Object categories and annotation
-
Through comprehensive analysis of metro operation incidents and safety considerations, 15 distinct categories of foreign objects were established. These categories encompass safety-related items such as ropes and cords (representing different sizes of children's anti-loss tethers), and common passenger belongings including various types of bags (schoolbags, plastic bags, shoulder bags), personal items (wallets, cellphones, bottles, umbrellas), and containers (boxes, cardboard). For safety considerations, simulated objects in certain cases, were used such as wigs instead of actual caught hair. The dataset also includes special categories for person detection, normal conditions, and an 'others' category for objects that proved unidentifiable during the labeling process.
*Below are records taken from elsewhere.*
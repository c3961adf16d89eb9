//! Generate ERD source and Markdown data dictionaries from a model registry.
//!
//! The pipeline is: load a [`registry::Registry`], collect
//! [`model::ModelDescriptor`]s with a [`model::Collector`], then render with
//! [`erd::render`] or [`dictionary::render`].

pub mod dictionary;
pub mod erd;
pub mod error;
pub mod json_schema;
pub mod model;
pub mod registry;

pub use error::{Error, Result};
mod cmd;
mod logging;

use clap::Parser;
use cmd::Cli;

fn main() {
    let cli = Cli::parse();
    logging::init(cli.verbose);

    if let Err(e) = cmd::run(cli) {
        eprintln!("error: {e:#}");
        std::process::exit(1);
    }
}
The final dataset comprises 5,854 images containing 5,935 annotated objects, following the PASCAL VOC[36] annotation format. An 80−20 split for the dataset was employed, with 80% allocated for training and validation, and the remaining 20% reserved for testing. Table 1 provides detailed statistics of the dataset distribution. To facilitate future research and development in metro safety systems, the plan is to make this dataset available to the research community, following appropriate data privacy and security protocols.
Table 1. The statistics of the current dataset.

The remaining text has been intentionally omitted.